Maybe it comes from playing with the same people for over 10 years, maybe because we all have IQs higher than that of jello, but everything you describe here is a function of non-creative players, not a bad gaming system. Also, why is a low level wizard hanging out with some melee that's getting up to 6 attacks per round? He's just asking to eat random AE damage or have a bad guy simply look in his direction and make him fall over. House rule was if someone died and wanted to make a new character, they came back as 1 level lower than the lowest member of the group.
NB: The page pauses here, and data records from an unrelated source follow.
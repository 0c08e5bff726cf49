//! Password Reset Token
//!
//! Opaque single-use secret with an expiry. Token and expiry are stored
//! together or not at all.

use chrono::{DateTime, Duration, Utc};
use platform::crypto::{RESET_TOKEN_BYTES, random_token_hex};

#[derive(Debug, Clone, PartialEq, Eq)]
pub struct ResetToken {
    pub token: String,
    pub expires_at: DateTime<Utc>,
}

impl ResetToken {
    /// Fresh token valid for `ttl` from `now`
    pub fn issue(now: DateTime<Utc>, ttl: Duration) -> Self {
        Self {
            token: random_token_hex(RESET_TOKEN_BYTES),
            expires_at: now + ttl,
        }
    }

    /// Rebuild from the two nullable columns; half-set rows read as no token
    pub fn from_db(token: Option<String>, expires_at: Option<DateTime<Utc>>) -> Option<Self> {
        match (token, expires_at) {
            (Some(token), Some(expires_at)) => Some(Self { token, expires_at }),
            _ => None,
        }
    }

    pub fn is_valid_at(&self, now: DateTime<Utc>) -> bool {
        now < self.expires_at
    }
}
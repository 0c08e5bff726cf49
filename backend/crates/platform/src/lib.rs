//! Platform Crate - Technical Infrastructure
//!
//! Shared technical capabilities with no domain knowledge:
//! - Cryptographic utilities (random tokens, SHA-256, Base64)
//! - Password hashing (Argon2id)
//! - Cookie management
//! - Outbound mail

pub mod cookie;
pub mod crypto;
pub mod mail;
pub mod password;
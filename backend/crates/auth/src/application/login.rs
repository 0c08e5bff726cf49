//! Login Use Case
//!
//! Authenticates by national id and password and creates a session.
//! Credentials are fetched and verified before the profile is read.

use std::sync::Arc;

use kernel::principal::Principal;

use crate::application::{config::AuthConfig, session_token};
use crate::domain::entity::auth_session::AuthSession;
use crate::domain::repository::{CredentialRepository, SessionRepository, UserRepository};
use crate::domain::value_object::{national_id::NationalId, user_password::RawPassword};
use crate::error::{AuthError, AuthResult};

pub struct LoginInput {
    pub national_id: String,
    pub password: String,
}

#[derive(Debug)]
pub struct LoginOutput {
    /// Signed session token for the cookie
    pub session_token: String,
    pub principal: Principal,
}

pub struct LoginUseCase<U, C, S>
where
    U: UserRepository,
    C: CredentialRepository,
    S: SessionRepository,
{
    user_repo: Arc<U>,
    credential_repo: Arc<C>,
    session_repo: Arc<S>,
    config: Arc<AuthConfig>,
}

impl<U, C, S> LoginUseCase<U, C, S>
where
    U: UserRepository,
    C: CredentialRepository,
    S: SessionRepository,
{
    pub fn new(
        user_repo: Arc<U>,
        credential_repo: Arc<C>,
        session_repo: Arc<S>,
        config: Arc<AuthConfig>,
    ) -> Self {
        Self {
            user_repo,
            credential_repo,
            session_repo,
            config,
        }
    }

    pub async fn execute(&self, input: LoginInput) -> AuthResult<LoginOutput> {
        let national_id = NationalId::new(&input.national_id)?;

        let credential = self
            .credential_repo
            .find_by_national_id(&national_id)
            .await?
            .ok_or(AuthError::AccountNotFound)?;

        let raw_password = RawPassword::for_verification(input.password);
        if !credential
            .password_hash
            .verify(&raw_password, self.config.pepper())
        {
            return Err(AuthError::InvalidPassword);
        }

        let user = self
            .user_repo
            .find_by_id(credential.user_id)
            .await?
            .ok_or_else(|| AuthError::Internal("Credential without user profile".to_string()))?;

        let session = AuthSession::new(&user, self.config.session_ttl_chrono());
        self.session_repo.create(&session).await?;

        let session_token = session_token::sign(&self.config.session_secret, session.session_id)?;

        tracing::info!(
            user_id = %user.user_id,
            session_id = %session.session_id,
            is_admin = user.is_admin,
            "User logged in"
        );

        Ok(LoginOutput {
            session_token,
            principal: session.principal,
        })
    }
}
//! Issue Reset Token Use Case
//!
//! The caller always gets the same acknowledgment, whether or not the
//! address belongs to an account and whether or not the mail went out.

use std::sync::Arc;

use chrono::Utc;
use platform::mail::{Mailer, escape_html};

use crate::application::config::AuthConfig;
use crate::domain::entity::user::User;
use crate::domain::repository::{CredentialRepository, UserRepository};
use crate::domain::value_object::{email::Email, reset_token::ResetToken};
use crate::error::AuthResult;

pub struct IssueResetTokenUseCase<U, C, M>
where
    U: UserRepository,
    C: CredentialRepository,
    M: Mailer,
{
    user_repo: Arc<U>,
    credential_repo: Arc<C>,
    mailer: Arc<M>,
    config: Arc<AuthConfig>,
}

impl<U, C, M> IssueResetTokenUseCase<U, C, M>
where
    U: UserRepository,
    C: CredentialRepository,
    M: Mailer,
{
    pub fn new(
        user_repo: Arc<U>,
        credential_repo: Arc<C>,
        mailer: Arc<M>,
        config: Arc<AuthConfig>,
    ) -> Self {
        Self {
            user_repo,
            credential_repo,
            mailer,
            config,
        }
    }

    pub async fn execute(&self, email: &str) -> AuthResult<()> {
        let Ok(email) = Email::new(email) else {
            tracing::debug!("Reset requested for a malformed address");
            return Ok(());
        };

        let Some(user) = self.user_repo.find_by_email(&email).await? else {
            tracing::debug!("Reset requested for an unknown address");
            return Ok(());
        };

        let token = ResetToken::issue(Utc::now(), self.config.reset_token_ttl_chrono());
        self.credential_repo
            .set_reset_token(user.user_id, &token)
            .await?;

        let (subject, html) = reset_mail(&self.config, &user, &token.token);
        if let Err(e) = self.mailer.send(user.email.as_str(), &subject, &html).await {
            tracing::error!(user_id = %user.user_id, error = %e, "Reset mail not delivered");
        } else {
            tracing::info!(user_id = %user.user_id, "Reset token issued");
        }

        Ok(())
    }
}

/// Subject and HTML body of the reset mail
pub fn reset_mail(config: &AuthConfig, user: &User, token: &str) -> (String, String) {
    let link = escape_html(&config.reset_link(token));
    let subject = format!("[{}] Password reset", config.brand);
    let html = format!(
        "<p>Hello {name},</p>\
         <p>Follow this link to choose a new password: <a href=\"{link}\">{link}</a></p>\
         <p>The link expires in one hour. If you did not ask for it, ignore this message.</p>\
         <p>{brand} Team</p>",
        name = escape_html(user.full_name.as_str()),
        brand = escape_html(&config.brand),
    );
    (subject, html)
}
//! Auth Router

use axum::{
    Router,
    middleware::from_fn_with_state,
    routing::{get, post},
};
use platform::mail::Mailer;
use std::sync::Arc;

use crate::application::config::AuthConfig;
use crate::presentation::handlers::{self, AuthAppState, AuthRepositories};
use crate::presentation::middleware::{AuthGuardState, require_authenticated};

/// Create the Auth router, mounted under `/api/auth`
pub fn auth_router<R, M>(repo: Arc<R>, mailer: Arc<M>, config: Arc<AuthConfig>) -> Router
where
    R: AuthRepositories,
    M: Mailer + Sync + 'static,
{
    let guard = AuthGuardState::new(repo.clone(), config.clone());
    let state = AuthAppState {
        repo,
        mailer,
        config,
    };

    let signed_in = Router::new()
        .route(
            "/profile",
            get(handlers::get_profile::<R, M>).post(handlers::update_profile::<R, M>),
        )
        .route("/profile/password", post(handlers::change_password::<R, M>))
        .route("/accept-terms", post(handlers::accept_terms::<R, M>))
        .route_layer(from_fn_with_state(guard, require_authenticated::<R>));

    Router::new()
        .route("/register", post(handlers::register::<R, M>))
        .route("/login", post(handlers::login::<R, M>))
        .route("/logout", post(handlers::logout::<R, M>))
        .route("/forgot-password", post(handlers::forgot_password::<R, M>))
        .route(
            "/reset-password/{token}",
            get(handlers::check_reset_token::<R, M>).post(handlers::reset_password::<R, M>),
        )
        .merge(signed_in)
        .with_state(state)
}
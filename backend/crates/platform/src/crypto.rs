//! Cryptographic Utilities

use base64::{Engine, engine::general_purpose};
use rand::{RngCore, rngs::OsRng};
use sha2::{Digest, Sha256};

/// Length in bytes of password-reset tokens before hex encoding
pub const RESET_TOKEN_BYTES: usize = 20;

/// Generate cryptographically secure random bytes
pub fn random_bytes(len: usize) -> Vec<u8> {
    let mut bytes = vec![0u8; len];
    OsRng.fill_bytes(&mut bytes);
    bytes
}

/// Random opaque token, hex-encoded (`2 * len` characters)
pub fn random_token_hex(len: usize) -> String {
    hex::encode(random_bytes(len))
}

/// 32-byte key from the OS RNG, e.g. a development session secret
pub fn random_key() -> [u8; 32] {
    let mut key = [0u8; 32];
    OsRng.fill_bytes(&mut key);
    key
}

/// Compute SHA-256 hash
pub fn sha256(data: &[u8]) -> [u8; 32] {
    let mut hasher = Sha256::new();
    hasher.update(data);
    hasher.finalize().into()
}

/// Encode bytes as base64
pub fn to_base64(bytes: &[u8]) -> String {
    general_purpose::STANDARD.encode(bytes)
}

/// Decode base64 to bytes
pub fn from_base64(s: &str) -> Result<Vec<u8>, base64::DecodeError> {
    general_purpose::STANDARD.decode(s)
}

/// Decode a base64 string that must hold exactly 32 bytes
pub fn key_from_base64(s: &str) -> Option<[u8; 32]> {
    from_base64(s.trim()).ok()?.try_into().ok()
}

/// Constant-time comparison to prevent timing attacks
pub fn constant_time_eq(a: &[u8], b: &[u8]) -> bool {
    if a.len() != b.len() {
        return false;
    }
    let mut result = 0u8;
    for (x, y) in a.iter().zip(b.iter()) {
        result |= x ^ y;
    }
    result == 0
}

#[cfg(test)]
mod tests {
    use super::*;

    #[test]
    fn test_sha256_known_values() {
        let hash = sha256(b"");
        let expected =
            hex::decode("e3b0c44298fc1c149afbf4c8996fb92427ae41e4649b934ca495991b7852b855")
                .unwrap();
        assert_eq!(hash.to_vec(), expected);

        let hash = sha256(b"hello");
        let expected =
            hex::decode("2cf24dba5fb0a30e26e83b2ac5b9e29e1b161e5c1fa7425e73043362938b9824")
                .unwrap();
        assert_eq!(hash.to_vec(), expected);
    }

    #[test]
    fn test_reset_token_shape() {
        let token = random_token_hex(RESET_TOKEN_BYTES);
        assert_eq!(token.len(), 40);
        assert!(token.chars().all(|c| c.is_ascii_hexdigit()));
        assert_ne!(token, random_token_hex(RESET_TOKEN_BYTES));
    }

    #[test]
    fn test_key_from_base64() {
        let key = [7u8; 32];
        assert_eq!(key_from_base64(&to_base64(&key)), Some(key));
        assert_eq!(key_from_base64(&to_base64(&[1u8; 16])), None);
        assert_eq!(key_from_base64("not base64!"), None);
    }

    #[test]
    fn test_constant_time_eq() {
        assert!(constant_time_eq(&[1, 2, 3, 4], &[1, 2, 3, 4]));
        assert!(!constant_time_eq(&[1, 2, 3, 4], &[1, 2, 3, 5]));
        assert!(!constant_time_eq(&[1, 2, 3], &[1, 2, 3, 4]));
    }
}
Anyways, I just thought that was an unfair representation.
 

Qhue

Tranny Chaser
7,479
4,423
I brought up my experiences as a counterpoint to the vocal RPG fans who complained that 4e was "too hard". I personally found the guy who disliked 4e the most was the dude who, through a combo of personal charisma and esoteric rules lawyering, was able to turn himself into a superhero at level 3. The 4th edition didn't give him.the option to be ambidextrous, blind-fighting, dual wielding, double specialized, dervish of death with Racial Hatred of every living and unliving thing. Was this a strong factor of GM spine? Absolutely, but the formalism of 4e provided the structure to reign in power gamers as well as uplift the more introverted players.
 

kaid

Blackwing Lair Raider
4,647
1,187
My biggest problem with 4th edition is all the classes felt a bit to similar. My wizard casts his burning hand spell okay fine. My warrior uses his cleave power which mechanically works almost identially to the burning hands. It basically made things feel a bit to much the same between classes and a bit boring because of that. It was a lot better balanced but it clearly was designed with video game adaptations in mind which is some what ironic as I can't recall any video games using 4th edition rulesets.
 

Arbitrary

Tranny Chaser
27,139
71,962
That's mostly in line with the criticisms I've experienced as well. The people I found to dislike it the most were the people that liked the gross inequalities that had crept into every single other campaign we had ever played. They liked hotdogging, basically.

My biggest problem with 4th edition is all the classes felt a bit to similar. My wizard casts his burning hand spell okay fine. My warrior uses his cleave power which mechanically works almost identially to the burning hands. It basically made things feel a bit to much the same between classes and a bit boring because of that. It was a lot better balanced but it clearly was designed with video game adaptations in mind which is some what ironic as I can't recall any video games using 4th edition rulesets.
The low level game, specifically the core classes, do feel very samey. As they released additional books with more powers and more choices for class features it got a great deal better. Classes feel much more mechanically distinct.
 

kaid

Blackwing Lair Raider
4,647
1,187
We tried some 4th edition but after you had warriors going I am going to cast my cleave on people everybody just felt like all the classes were identical and boring so went back to pathfinder. I am not surprised that over time they wound up making them feel more mechanically distinct but the classes and powers from the players handbook did not really inspire folks to want to play it long enough to find out.